TELECOM Digest OnLine - Sorted: Science Needs Entrepreneurs, Google Founder Says


Science Needs Entrepreneurs, Google Founder Says


Eric Auchard, Reuters (reuters@telecom-digest.org)
Mon, 19 Feb 2007 00:21:40 -0600

By Eric Auchard

Scientists need more entrepreneurial drive and could benefit by doing
more to promote solutions to big human problems, Google
Inc. co-founder Larry Page told a meeting of academic researchers.

"There are lots of people who specialize in marketing, but as far as I
can tell, none of them work for you," Page told researchers at the
annual meeting of the American Association for the Advancement of
Science late on Friday.

"Let's talk about solving some worldwide problems. Let's be really
motivated," he said.

Page, a 33-year-old billionaire who remains co-president of Mountain
View, California-based Google, said he took inspiration from the
history of Silicon Valley, with its frequent cycles of innovation.

As a computer science graduate student 11 years ago at Stanford
University, Page said he came up the with idea of "page rank" --
weighing the relative importance of hyperlinks to improve the
relevancy of Web searches -- completely randomly.

Page rank remains at the heart of the world's most popular search
system.

"It is not hard to do this," Page told hundreds of scientists, meeting
in San Francisco. "You need to think that business and
entrepreneurship is a good thing."

"If no one really pays attention to you, then you have a serious
marketing problem," said the Internet boy wonder, who recently
transformed his appearance, adopting a modish haircut and light
stubble.

Page offered a variety of proposals to raise the profile of scientists
in society.

Among the ideas he says deserve further attention:

-- Noting how 40,000 people die annually in U.S. auto accidents, Page
proposed giving computers control over cars.

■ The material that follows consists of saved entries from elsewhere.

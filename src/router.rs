//! Inbound frame dispatch.
//!
//! The [`Router`] owns all per-connection protocol state (registry, order
//! books, subscriptions, auth session) and is driven by a single task, so
//! none of it needs locking. Every entry point returns the frames that must
//! be written to the socket in response; the router never touches the
//! socket itself.

use serde_json::Value;
use tracing::{debug, info, warn};

use crate::Result;
use crate::auth::{AuthSession, AuthState, Credentials};
use crate::book::{BookOutcome, OrderBookStore};
use crate::models::{Channel, ChannelId, ChannelType, MarketEvent, OrderBook};
use crate::profile::{ExchangeProfile, Payload, Resnapshot};
use crate::registry::{ChannelRegistry, IdStrategy};
use crate::subscription::{
    EventSink, Gate, StreamFailure, SubscriptionHandle, SubscriptionManager, SubscriptionState,
    Update,
};

/// Control frames handled by the router itself.
#[derive(Debug, Clone, PartialEq, Eq)]
pub enum Control {
    /// Server keepalive; `reply` is sent back if the exchange expects one.
    Ping { reply: Option<String> },
    Pong,
    Heartbeat,
    Subscribed {
        channel: Channel,
        id: Option<ChannelId>,
    },
    SubscribeRejected {
        channel: Option<Channel>,
        id: Option<ChannelId>,
        reason: String,
    },
    Unsubscribed { id: ChannelId },
    Info(String),
}

/// An inbound frame after classification by the exchange profile.
#[derive(Debug, Clone, PartialEq)]
pub enum Frame {
    Control(Control),
    ChannelMessage { id: ChannelId, payload: Value },
    AuthAck {
        success: bool,
        message: Option<String>,
    },
    /// Exchange-level error not tied to a channel.
    Error(String),
    Unknown,
}

/// Protocol state machine for one logical client.
pub struct Router {
    profile: Box<dyn ExchangeProfile>,
    registry: ChannelRegistry,
    books: OrderBookStore,
    subscriptions: SubscriptionManager,
    credentials: Option<Credentials>,
    auth: Option<AuthSession>,
    ready: bool,
}
//! Exchange-agnostic streaming market data client.
//!
//! Maintains one WebSocket connection per [`StreamClient`], multiplexes
//! logical channel subscriptions over it, keeps local order books in sync
//! from snapshots and deltas, and survives disconnects by reconnecting and
//! replaying every subscription. Exchange wire formats live behind the
//! [`profile::ExchangeProfile`] trait.

pub mod auth;
pub mod book;
pub mod client;
pub mod config;
pub mod error;
pub mod models;
pub mod profile;
pub mod registry;
pub mod router;
pub mod subscription;
pub mod websocket;

pub use client::StreamClient;
pub use config::{BackoffPolicy, ClientConfig};
pub use error::{Result, TickmuxError};
pub use models::{Channel, ChannelType, MarketEvent, OrderBook};
pub use subscription::{StreamFailure, Subscription, SubscriptionHandle, Update};
pub use websocket::ConnectionState;
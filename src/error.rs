//! Crate-level error types.
//!
//! [`TickmuxError`] unifies every error source (configuration, transport,
//! JSON, protocol, authentication, order book sequencing) behind a single
//! enum so callers can match on the variant they care about while still
//! using the `?` operator for easy propagation.

/// Convenience alias used throughout the crate.
pub type Result<T> = std::result::Result<T, TickmuxError>;

/// Top-level error type returned by all public APIs.
#[derive(Debug, thiserror::Error)]
pub enum TickmuxError {
    /// Configuration values are missing, inconsistent, or unparsable.
    #[error("configuration error: {0}")]
    Config(String),

    /// The socket is closed or unreachable. Recovered by reconnecting.
    #[error("transport error: {0}")]
    Transport(#[from] tungstenite::Error),

    /// JSON serialization or deserialization failed.
    #[error("json error: {0}")]
    Json(#[from] serde_json::Error),

    /// A frame was malformed or could not be classified. The frame is
    /// dropped; the connection survives.
    #[error("protocol error: {0}")]
    Protocol(String),

    /// The exchange rejected the login, or the login could not be signed.
    #[error("authentication error: {0}")]
    Authentication(String),

    /// An order book delta arrived out of sequence.
    #[error("sequence gap on {symbol}: expected {expected}, received {received}")]
    SequenceGap {
        symbol: String,
        expected: i64,
        received: i64,
    },

    /// The exchange rejected a subscribe request.
    #[error("subscription to {channel} rejected: {reason}")]
    Subscription { channel: String, reason: String },

    /// The client has not been connected yet.
    #[error("client is not connected")]
    NotConnected,

    /// The client was closed and no longer accepts requests.
    #[error("client is closed")]
    Closed,
}

impl From<crate::subscription::StreamFailure> for TickmuxError {
    fn from(failure: crate::subscription::StreamFailure) -> Self {
        use crate::subscription::StreamFailure;

        match failure {
            StreamFailure::Authentication(reason) => Self::Authentication(reason),
            StreamFailure::Subscription { channel, reason } => Self::Subscription {
                channel: channel.to_string(),
                reason,
            },
        }
    }
}
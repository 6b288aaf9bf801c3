//! # Layout Units
//!
//! The atomic pieces of inline content produced during line breaking. Words
//! of text are the most atomic element the engine positions — not characters,
//! because per-character rectangles would make measurement and painting cost
//! explode on any real document.
//!
//! A unit is a shared record (identity, rectangle, owning-box reference) plus
//! a closed content variant: a text word, an inline image, a whitespace run,
//! a line break, or the empty placeholder. The placeholder deliberately
//! reports itself as whitespace-only so trimming and line-breaking logic can
//! skip uninitialized units without special cases.
//!
//! The owning-box reference is a plain [`BoxId`] into the document context's
//! arena. A unit with no owner is detached: its spacing adjustment and glyph
//! padding are zero.

use std::fmt;

use serde::{Deserialize, Serialize};

use crate::container::{BoxId, DocumentContext};
use crate::geometry::Rect;

/// Identity of a layout unit, issued by [`DocumentContext::next_unit_id`].
///
/// Selection state is keyed by this identity rather than stored on the unit,
/// so units stay cheap to create and discard during reflow.
#[derive(Debug, Clone, Copy, PartialEq, Eq, Hash, Serialize, Deserialize)]
pub struct UnitId(u64);

impl UnitId {
    pub fn new(raw: u64) -> Self {
        Self(raw)
    }
}

/// Opaque handle to a decoded image owned by the host's image registry.
/// Decoding and pixel data live outside this core.
#[derive(Debug, Clone, Copy, PartialEq, Eq, Hash, Serialize, Deserialize)]
pub struct ImageHandle(u64);

impl ImageHandle {
    pub fn new(raw: u64) -> Self {
        Self(raw)
    }
}

/// Per-variant content of a layout unit.
#[derive(Debug, Clone, PartialEq)]
pub enum UnitContent {
    /// Uninitialized/synthetic unit representing nothing but space.
    Placeholder,
    /// A run of non-whitespace text, with whitespace-adjacency flags
    /// recorded before trimming.
    Word {
        text: String,
        has_space_before: bool,
        has_space_after: bool,
    },
    /// An inline image.
    Image {
        handle: ImageHandle,
        has_space_after: bool,
    },
    /// A preserved run of whitespace (spaces and tabs).
    Spaces { text: String },
    /// A mandatory line break.
    LineBreak,
}

/// An atomic, rectangle-bearing piece of inline content.
#[derive(Debug, Clone, PartialEq)]
pub struct LayoutUnit {
    id: UnitId,
    rect: Rect,
    owner: Option<BoxId>,
    content: UnitContent,
}

impl LayoutUnit {
    pub fn new(id: UnitId, owner: Option<BoxId>, content: UnitContent) -> Self {
        Self {
            id,
            rect: Rect::default(),
            owner,
            content,
        }
    }

    /// A detached placeholder unit.
    pub fn placeholder(id: UnitId) -> Self {
        Self::new(id, None, UnitContent::Placeholder)
    }

    pub fn word(
        id: UnitId,
        owner: Option<BoxId>,
        text: impl Into<String>,
        has_space_before: bool,
        has_space_after: bool,
    ) -> Self {
        Self::new(
            id,
            owner,
            UnitContent::Word {
                text: text.into(),
                has_space_before,
                has_space_after,
            },
        )
    }

    pub fn image(
        id: UnitId,
        owner: Option<BoxId>,
        handle: ImageHandle,
        has_space_after: bool,
    ) -> Self {
        Self::new(
            id,
            owner,
            UnitContent::Image {
                handle,
                has_space_after,
            },
        )
    }

    pub fn spaces(id: UnitId, owner: Option<BoxId>, text: impl Into<String>) -> Self {
        Self::new(id, owner, UnitContent::Spaces { text: text.into() })
    }

    pub fn line_break(id: UnitId, owner: Option<BoxId>) -> Self {
        Self::new(id, owner, UnitContent::LineBreak)
    }

    pub fn id(&self) -> UnitId {
        self.id
    }

    /// The box this unit belongs to, if any.
    pub fn owner(&self) -> Option<BoxId> {
        self.owner
    }

    pub fn content(&self) -> &UnitContent {
        &self.content
    }

    // ── Rectangle ───────────────────────────────────────────────

    pub fn rect(&self) -> Rect {
        self.rect
    }

    pub fn set_rect(&mut self, rect: Rect) {
        self.rect = rect;
    }

    pub fn left(&self) -> f64 {
        self.rect.left()
    }

    pub fn top(&self) -> f64 {
        self.rect.top()
    }

    pub fn width(&self) -> f64 {
        self.rect.width
    }

    pub fn height(&self) -> f64 {
        self.rect.height
    }

    pub fn right(&self) -> f64 {
        self.rect.right()
    }

    pub fn bottom(&self) -> f64 {
        self.rect.bottom()
    }

    pub fn set_left(&mut self, left: f64) {
        self.rect.set_left(left);
    }

    pub fn set_top(&mut self, top: f64) {
        self.rect.set_top(top);
    }

    pub fn set_width(&mut self, width: f64) {
        self.rect.width = width;
    }

    pub fn set_height(&mut self, height: f64) {
        self.rect.height = height;
    }

    /// Set the right edge; only the width changes, the origin stays put.
    pub fn set_right(&mut self, right: f64) {
        self.rect.set_right(right);
    }

    /// Set the bottom edge; only the height changes, the origin stays put.
    pub fn set_bottom(&mut self, bottom: f64) {
        self.rect.set_bottom(bottom);
    }

    // ── Content queries ─────────────────────────────────────────

    /// Was there whitespace before this unit's characters (before trim)?
    pub fn has_space_before(&self) -> bool {
        match &self.content {
            UnitContent::Word {
                has_space_before, ..
            } => *has_space_before,
            _ => false,
        }
    }

    /// Was there whitespace after this unit's characters (before trim)?
    pub fn has_space_after(&self) -> bool {
        match &self.content {
            UnitContent::Word { has_space_after, .. }
            | UnitContent::Image { has_space_after, .. } => *has_space_after,
            _ => false,
        }
    }

    pub fn is_image(&self) -> bool {
        matches!(self.content, UnitContent::Image { .. })
    }

    /// The image this unit represents, if it is an image unit.
    pub fn image_handle(&self) -> Option<ImageHandle> {
        match &self.content {
            UnitContent::Image { handle, .. } => Some(*handle),
            _ => None,
        }
    }

    /// Is this unit composed only of spaces? Spaces include tabs and line
    /// breaks. The placeholder counts as spaces so it is safely skippable.
    pub fn is_spaces(&self) -> bool {
        match &self.content {
            UnitContent::Placeholder | UnitContent::Spaces { .. } | UnitContent::LineBreak => true,
            UnitContent::Word { text, .. } => text.chars().all(char::is_whitespace),
            UnitContent::Image { .. } => false,
        }
    }

    pub fn is_line_break(&self) -> bool {
        matches!(self.content, UnitContent::LineBreak)
    }

    /// The unit's text. Empty for placeholders, images, and line breaks.
    pub fn text(&self) -> &str {
        match &self.content {
            UnitContent::Word { text, .. } | UnitContent::Spaces { text } => text,
            _ => "",
        }
    }

    // ── Derived geometry ────────────────────────────────────────

    /// The actual width of whitespace charged to this unit, read from the
    /// owning box. Trailing whitespace and image-ness each contribute the
    /// owner's word spacing, and the contributions add up: an image that
    /// also reports trailing space is charged twice. That additive rule is
    /// long-standing behavior downstream layout depends on; see the full
    /// width tests before changing it.
    pub fn actual_spacing(&self, ctx: &DocumentContext) -> f64 {
        let Some(owner) = self.owner.and_then(|id| ctx.get_box(id)) else {
            return 0.0;
        };
        let mut spacing = 0.0;
        if self.has_space_after() {
            spacing += owner.word_spacing;
        }
        if self.is_image() {
            spacing += owner.word_spacing;
        }
        spacing
    }

    /// Full width of the unit including trailing spacing, used when
    /// accumulating units onto a line.
    pub fn full_width(&self, ctx: &DocumentContext) -> f64 {
        self.rect.width + self.actual_spacing(ctx)
    }

    /// Padding to the left of the first glyph, from the owner's active
    /// font. Zero for detached units.
    pub fn left_glyph_padding(&self, ctx: &DocumentContext) -> f64 {
        self.owner
            .and_then(|id| ctx.get_box(id))
            .map_or(0.0, |owner| owner.font.left_padding)
    }
}

impl fmt::Display for LayoutUnit {
    /// Human-readable summary: spaces shown as hyphens, newlines escaped,
    /// followed by a character count.
    fn fmt(&self, f: &mut fmt::Formatter<'_>) -> fmt::Result {
        let text = self.text();
        let shown: String = text
            .chars()
            .map(|ch| if ch == ' ' { '-' } else { ch })
            .collect::<String>()
            .replace('\n', "\\n");
        let count = text.chars().count();
        let plural = if count == 1 { "" } else { "s" };
        write!(f, "{shown} ({count} char{plural})")
    }
}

While many people fear
the loss of control, he said, "I am pretty sure if computers guided
cars, a lot fewer people would die."

-- Build fewer roads in underdeveloped parts of Africa. Instead, he
suggested ultralight planes capable of traveling at up to 90 mph (145
kph) and which would consume less gasoline than ground vehicles.

-- Solar energy installations in the Nevada desert were capable of
producing 800 megawatts per square mile (2.5 square km), somewhat less
than half the 2,000 megawatts of a nuclear power plant, he said. (A
midsized natural gas-powered plant generates around 400 or 500
megawatts).

-- A major limitation to wind power is the need for a distribution
grid to move power from regions where wind blows to where populations
are centered. He said 80 percent of the electrical grid of Europe and
North Africa could be served by an ambitious wind distribution grid
cross-connecting the two regions. "Are we going to build that grid? I
don't think so. But I think it would be a good idea."

Page said the reason many scientific undertakings did not succeed was
due to a lack of human effort rather than technical hurdles.